L'uomo, Vito Guastella, avrebbe cercato di trascinarsi fuori dalla recinzione del piazzale ma non è riuscito a sfuggire alla furia degli animali che hanno infierito sul cadavere per oltre due ore

Un corpo dilaniato. I cani non hanno lasciato scampo a Vito Guastella, camionista 50enne della Marco Polo Autotrasporti di Alcamo (Trapani), che ieri mattina ha trovato la morte nel piazzale della ditta di autotrasporti Di Leo sull'Arnaccio, in località Biscottino, nel comune di Collesalvetti, proprio al confine tra le province di Pisa e Livorno. Gli animali, otto meticci simili a dobermann, lo hanno sorpreso mentre stava agganciando il rimorchio alla motrice. Non ha avuto scampo. Le ciabatte sono state trovate composte accanto alla motrice, dove verosimilmente l'autista se le era sfilate per salire ad agganciare gli ultimi cavi del camion. Brandelli di vestiti, così come le tracce di sangue, distribuiti su un'area di 30 mq. I cani hanno infierito su di lui, hanno attaccato soprattutto le gambe, ridotte fin quasi alle ossa.

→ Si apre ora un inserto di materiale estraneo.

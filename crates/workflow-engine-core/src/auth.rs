//! # Authenticated caller
//!
//! The engine trusts that the caller has already been authenticated
//! upstream (reverse proxy, gateway, whatever) — see the Non-goals on
//! authentication. All the core needs is a concrete, duck-typed shape
//! to carry the caller's identity and roles through a request so
//! authorisation checks (`WorkflowError::AuthorizationError`) have
//! something to check against.

use crate::ids::UserId;
use serde::{Deserialize, Serialize};

/// The authenticated identity of whoever issued the current request or
/// owns the current task.
#[derive(Debug, Clone, PartialEq, Eq, Serialize, Deserialize)]
pub struct CurrentUser {
    pub user_id: UserId,
    pub username: String,
    pub roles: Vec<String>,
}

impl CurrentUser {
    pub fn new(user_id: UserId, username: impl Into<String>) -> Self {
        Self { user_id, username: username.into(), roles: Vec::new() }
    }

    pub fn with_roles(mut self, roles: impl IntoIterator<Item = impl Into<String>>) -> Self {
        self.roles = roles.into_iter().map(Into::into).collect();
        self
    }

    pub fn has_role(&self, role: &str) -> bool {
        self.roles.iter().any(|r| r == role)
    }
}

#[cfg(test)]
mod tests {
    use super::*;

    #[test]
    fn has_role_checks_membership() {
        let user = CurrentUser::new(UserId::new(), "alice").with_roles(["workflow_admin", "reviewer"]);
        assert!(user.has_role("reviewer"));
        assert!(!user.has_role("superadmin"));
    }
}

Guastella, che aveva chiesto il favore di poter parcheggiare il rimorchio nel piazzale della ditta Di Leo, di Alcamo come lui, in modo da non lasciare il carico incustodito in qualche parcheggio del porto, ha cercato di trascinarsi fuori dalla recinzione del piazzale per sfuggire alla furia dei cani, ma non c'è stato niente da fare. I cani hanno dilaniato il corpo per oltre due ore, visto che l'attacco sarebbe scattato intorno alle 8 e alle 10,40 un dipendente della ditta Di Leo ha trovato il cadavere con gli animali intenti ad azzannarlo.
Ad attirare l'attenzione del dipendente il camion di Guastella con il motore acceso: è salito sulla motrice dal lato passeggero e da lì ha intravisto il branco che ancora si stava accanendo sul corpo del camionista. E' corso, stordito dallo shock, a dare l'allarme, ma a niente è servito l'intervento del 118.

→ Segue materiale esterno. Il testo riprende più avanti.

mod config;

use std::sync::{Arc, Mutex};

use actix_cors::Cors;
use actix_web::{middleware, web, App, HttpServer};
use dotenvy::dotenv;
use tracing::{error, info};

use workflow_engine_core::config::AgentModelConfig;
use workflow_engine_core::error::retry::RetryPolicy;
use workflow_engine_core::model::definition::Processor;
use workflow_engine_core::model::instance::TaskInstance;
use workflow_engine_runtime::{ExecutionEngine, TaskDispatcher, WorkflowContextManager};
use workflow_engine_store::postgres::{build_pool, PgStore};
use workflow_engine_subdivision::SubdivisionService;
use workflow_engine_tasks::{AgentTaskService, HumanTaskService, ReqwestAgentClient};

use config::AppConfig;

/// Wires `ExecutionEngine` and `AgentTaskService` around their mutual
/// dependency: the engine needs a dispatcher at construction time, and
/// the dispatcher (the agent service) needs the already-constructed
/// engine. The relay is set exactly once, before the server starts
/// accepting requests.
struct DispatcherRelay {
    inner: Mutex<Option<Arc<AgentTaskService>>>,
}

impl DispatcherRelay {
    fn new() -> Self {
        Self { inner: Mutex::new(None) }
    }

    fn set(&self, service: Arc<AgentTaskService>) {
        *self.inner.lock().expect("dispatcher relay mutex poisoned") = Some(service);
    }
}

#[async_trait::async_trait]
impl TaskDispatcher for DispatcherRelay {
    async fn dispatch(&self, task: TaskInstance, processor: Processor) {
        let service = self.inner.lock().expect("dispatcher relay mutex poisoned").clone();
        match service {
            Some(service) => service.dispatch(task, processor).await,
            None => error!("dispatcher relay invoked before the agent service was wired"),
        }
    }
}

#[actix_web::main]
async fn main() -> std::io::Result<()> {
    dotenv().ok();
    tracing_subscriber::fmt().with_env_filter(tracing_subscriber::EnvFilter::from_default_env()).init();

    let config = AppConfig::from_env().map_err(|err| std::io::Error::new(std::io::ErrorKind::InvalidInput, err.to_string()))?;

    let pool = build_pool(&config.database_url, config.max_db_connections)
        .map_err(|err| std::io::Error::new(std::io::ErrorKind::Other, err.to_string()))?;
    let store = PgStore::new(pool);

    let context = Arc::new(WorkflowContextManager::new(store.instances.clone()));
    let relay = Arc::new(DispatcherRelay::new());
    let engine = Arc::new(ExecutionEngine::new(
        store.workflows.clone(),
        store.processors.clone(),
        store.instances.clone(),
        store.tasks.clone(),
        context.clone(),
        relay.clone(),
    ));

    let agent_model_config = AgentModelConfig::from_env()
        .map_err(|err| std::io::Error::new(std::io::ErrorKind::InvalidInput, err.to_string()))?;
    let agent_client = Arc::new(ReqwestAgentClient::new(Arc::new(reqwest::Client::new()), agent_model_config));

    let agent_tasks =
        Arc::new(AgentTaskService::new(store.tasks.clone(), store.instances.clone(), engine.clone(), agent_client, RetryPolicy::default()));
    relay.set(agent_tasks);

    let human_tasks = Arc::new(HumanTaskService::new(store.tasks.clone(), store.instances.clone(), context, engine.clone()));
    let subdivisions =
        Arc::new(SubdivisionService::new(store.tasks.clone(), store.workflows.clone(), store.subdivisions.clone(), engine.clone()));

    let state = web::Data::new(workflow_engine_api::AppState {
        engine,
        instances: store.instances.clone(),
        human_tasks,
        subdivisions,
    });

    let bind_address = config.bind_address();
    info!(%bind_address, "starting workflow engine");

    HttpServer::new(move || {
        let cors = Cors::default().allow_any_origin().allow_any_method().allow_any_header().max_age(3600);

        App::new()
            .app_data(state.clone())
            .wrap(middleware::Logger::default())
            .wrap(cors)
            .configure(workflow_engine_api::routes::configure)
    })
    .bind(&bind_address)?
    .run()
    .await
}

I cani non sono da considerarsi randagi, secondo l'Asl, perché "per legge appartenenti al proprietario del terreno nel quale abitualmente dimoravano". Sette degli animali del branco sono stati presi e sottoposti a profilassi oltre che ad alcuni esami per verificare eventuali patologie che possano aver originato una tale aggressività. In passato d'altronde i cani non si sarebbero mai resi protagonisti di episodi di particolare violenza.


I Carabinieri e la Procura (che ha disposto l'autopsia sul corpo dell'autista e sequestrato l'area) si concentreranno ora su alcuni aspetti. Da una parte la proprietà del terreno, visto anche che il piazzale aveva una recinzione danneggiata e dalle aperture il branco di cani entrava e usciva. Dall'altra parte si valuterà la posizione di una donna romena, di circa sessant'anni, che vive in una roulotte all'interno dell'area e che sarebbe stata solita nutrire il branco.